The motion was filed in the U.S. District Court for the Northern District of Alabama and is directed against Secretary Xavier Becerra and the Department of Health and Human Services (HHS). It consists of numerous plaintiffs representing various interests and backgrounds, including “physicians and the parents of minor children who are alarmed about offering children experimental products that have not undergone long term animal or safety studies.”
“We’ve never seen this level of side effects for any vaccine without the FDA taking action,” stated Dr. Angelina Farella, AFLDS Pediatric Medical Director. “The Rotavirus vaccine was pulled for 15 cases of non-lethal side effects and the Swine Flu vaccine was pulled for 25 deaths. But now, by the CDC’s own data, we are seeing a 12,000 percent increase in deaths with these vaccines and they’re still talking about giving this to our kids.”
“Our children should never be the experiment,” she continued. “No additional authorizations or mandates should be granted. We want to preserve the previously established safety standards.”
Dr. Farella also cited statistics from the Centers for Disease Control and Prevention (CDC), which confirms “children are at statistically zero risk for COVID-19, making expansion of the EUA for younger children medically unnecessary.”
The plaintiffs thus argue that “the defendants can make no science-based argument that preserving the status quo will create any hardship for them or for the public.”

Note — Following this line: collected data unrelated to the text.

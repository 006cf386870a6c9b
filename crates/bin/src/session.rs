//! Session management for web interface
//!
//! Provides in-memory session storage mapping session tokens to usernames,
//! plus the one-shot flash messages queued for each session.

use std::{collections::HashMap, sync::Arc};

use tokio::sync::RwLock;
use uuid::Uuid;

/// Session token (UUID stored in cookie)
pub type SessionToken = String;

/// Severity of a flash message; also its CSS class.
#[derive(Debug, Clone, Copy, PartialEq, Eq)]
pub enum FlashLevel {
    Success,
    Error,
}

impl FlashLevel {
    pub fn css_class(self) -> &'static str {
        match self {
            FlashLevel::Success => "success",
            FlashLevel::Error => "error",
        }
    }
}

/// A message shown once, on the next rendered page.
#[derive(Debug, Clone, PartialEq, Eq)]
pub struct Flash {
    pub level: FlashLevel,
    pub message: String,
}

#[derive(Debug, Default)]
struct Session {
    username: String,
    flashes: Vec<Flash>,
}

/// In-memory session store
///
/// Maps session tokens (UUIDs) to the username they authenticate. The user
/// record itself is loaded from storage on each request, so a session for a
/// user that no longer exists simply stops resolving.
/// Sessions are ephemeral and lost on server restart.
#[derive(Clone, Default)]
pub struct SessionStore {
    sessions: Arc<RwLock<HashMap<SessionToken, Session>>>,
}

impl SessionStore {
    /// Create a new empty session store
    pub fn new() -> Self {
        Self::default()
    }

    /// Create a new session for a user
    ///
    /// # Returns
    /// The session token (UUID) to be stored in a cookie
    pub async fn create_session(&self, username: &str) -> SessionToken {
        let token = Uuid::new_v4().to_string();
        let mut sessions = self.sessions.write().await;
        sessions.insert(
            token.clone(),
            Session {
                username: username.to_string(),
                flashes: Vec::new(),
            },
        );
        token
    }

    /// Get the username behind a session token
    pub async fn username_for(&self, token: &str) -> Option<String> {
        let sessions = self.sessions.read().await;
        sessions.get(token).map(|s| s.username.clone())
    }

    /// Queue a flash message for the session. Unknown tokens are ignored.
    pub async fn push_flash(&self, token: &str, level: FlashLevel, message: impl Into<String>) {
        let mut sessions = self.sessions.write().await;
        if let Some(session) = sessions.get_mut(token) {
            session.flashes.push(Flash {
                level,
                message: message.into(),
            });
        }
    }

    /// Remove and return the session's queued flash messages
    pub async fn take_flashes(&self, token: &str) -> Vec<Flash> {
        let mut sessions = self.sessions.write().await;
        sessions
            .get_mut(token)
            .map(|s| std::mem::take(&mut s.flashes))
            .unwrap_or_default()
    }

    /// Destroy a session
    pub async fn destroy_session(&self, token: &str) {
        let mut sessions = self.sessions.write().await;
        sessions.remove(token);
    }

    /// Get the number of active sessions
    pub async fn session_count(&self) -> usize {
        let sessions = self.sessions.read().await;
        sessions.len()
    }
}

As a matter of law, the petitioners contend that “the statistics alone make it impossible for the government to satisfy the balancing test required by federal statute (§ 360bbb–3(c)(2)(B)) as a condition to issuing EUAs for these experimental vaccines.”
As the motion itself reads, “EUA requires that an intervention address a serious or life- threatening condition, and for known and potential benefits of the intervention to be balanced against the known and potential harms.” Yet, the plaintiffs assert, “[t]here is not even a pretense of a factual basis that COVID-19 represents a serious or life-threatening condition for children under 16, since the CDC acknowledges they face 0% risk of mortality from COVID-19 statistically.”

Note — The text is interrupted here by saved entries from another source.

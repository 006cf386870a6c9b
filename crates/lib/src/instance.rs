//! The application handle.
//!
//! `Instance` owns the storage backend and the clock. Account operations live
//! in [`user`](crate::user) and paper/post operations in
//! [`papers`](crate::papers), both as `impl Instance` blocks.

use std::sync::Arc;

use tokio::sync::Mutex;

use crate::{
    Clock, Result, SystemClock,
    backend::Backend,
    models::{Paper, Post, User},
    store::Table,
};

pub(crate) struct InstanceInternal {
    /// The storage backend
    backend: Arc<dyn Backend>,
    /// Time provider for post timestamps
    clock: Arc<dyn Clock>,
    /// Serializes registrations so the uniqueness checks hold
    registration: Mutex<()>,
}

impl std::fmt::Debug for InstanceInternal {
    fn fmt(&self, f: &mut std::fmt::Formatter<'_>) -> std::fmt::Result {
        f.debug_struct("InstanceInternal")
            .field("backend", &"<Backend>")
            .field("clock", &self.clock)
            .finish()
    }
}

/// Record counts, as reported by `paperboard info`.
#[derive(Debug, Clone, Copy, PartialEq, Eq, serde::Serialize)]
pub struct Stats {
    pub users: usize,
    pub papers: usize,
    pub posts: usize,
}

/// Paperboard application state on top of a storage backend.
///
/// Instance is a cheap-to-clone handle around `Arc<InstanceInternal>`.
///
/// ## Example
///
/// ```
/// # use paperboard::{backend::database::InMemory, Instance, user::Registration};
/// # #[tokio::main]
/// # async fn main() -> paperboard::Result<()> {
/// let instance = Instance::open(Box::new(InMemory::new()));
///
/// instance
///     .register_user(Registration {
///         username: "alice".into(),
///         email: "alice@example.org".into(),
///         password: "hunter22".into(),
///     })
///     .await?;
/// let user = instance.login_user("alice@example.org", "hunter22").await?;
/// assert_eq!(user.username, "alice");
/// # Ok(())
/// # }
/// ```
#[derive(Clone, Debug)]
pub struct Instance {
    inner: Arc<InstanceInternal>,
}

impl Instance {
    /// Open an Instance on the given backend.
    pub fn open(backend: Box<dyn Backend>) -> Self {
        Self::open_impl(backend, Arc::new(SystemClock))
    }

    /// Open an Instance with a custom clock.
    ///
    /// Only available with the `testing` feature or in test builds.
    #[cfg(any(test, feature = "testing"))]
    pub fn open_with_clock(backend: Box<dyn Backend>, clock: Arc<dyn Clock>) -> Self {
        Self::open_impl(backend, clock)
    }

    fn open_impl(backend: Box<dyn Backend>, clock: Arc<dyn Clock>) -> Self {
        Self {
            inner: Arc::new(InstanceInternal {
                backend: Arc::from(backend),
                clock,
                registration: Mutex::new(()),
            }),
        }
    }

    /// Get a reference to the backend.
    pub fn backend(&self) -> &Arc<dyn Backend> {
        &self.inner.backend
    }

    pub(crate) fn clock(&self) -> &dyn Clock {
        self.inner.clock.as_ref()
    }

    pub(crate) fn registration_lock(&self) -> &Mutex<()> {
        &self.inner.registration
    }

    /// Typed access to stored users.
    pub fn users(&self) -> Table<User> {
        Table::new(Arc::clone(&self.inner.backend))
    }

    /// Typed access to stored papers.
    pub fn papers(&self) -> Table<Paper> {
        Table::new(Arc::clone(&self.inner.backend))
    }

    /// Typed access to stored posts.
    pub fn posts(&self) -> Table<Post> {
        Table::new(Arc::clone(&self.inner.backend))
    }

    /// Count records of every type.
    pub async fn stats(&self) -> Result<Stats> {
        Ok(Stats {
            users: self.users().count().await?,
            papers: self.papers().count().await?,
            posts: self.posts().count().await?,
        })
    }
}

Therefore, according to attorney Lowell H. Becraft, Jr., “[t]here is no public interest in subjecting children to an inoculation program, in order to protect them from a disease that simply does not threaten them.” Further, “since the DHHS Secretary has failed to make even the minimum statutory disclosures regarding risks and alternative treatments,” informed consent is not even possible for parents, while children are inherently incapable of such consent.
Statistics included by the plaintiffs to support their arguments include the following:
- Under the age of 20, the survivability rate for COVID-19 is 99.997 percent.
- More than 4,000 deaths that have been tied to the administering of COVID-19 vaccines in the last four months, as opposed to 1,500 total in the previous ten years for all vaccines.
- Prior experimental vaccine rollout was stopped by the government when there were 25 unexplained deaths (deemed too high).
- Researchers are concerned that spike proteins from the vaccines cause disease even without the virus, cross the blood-brain barrier, and could increase auto-immune disorders.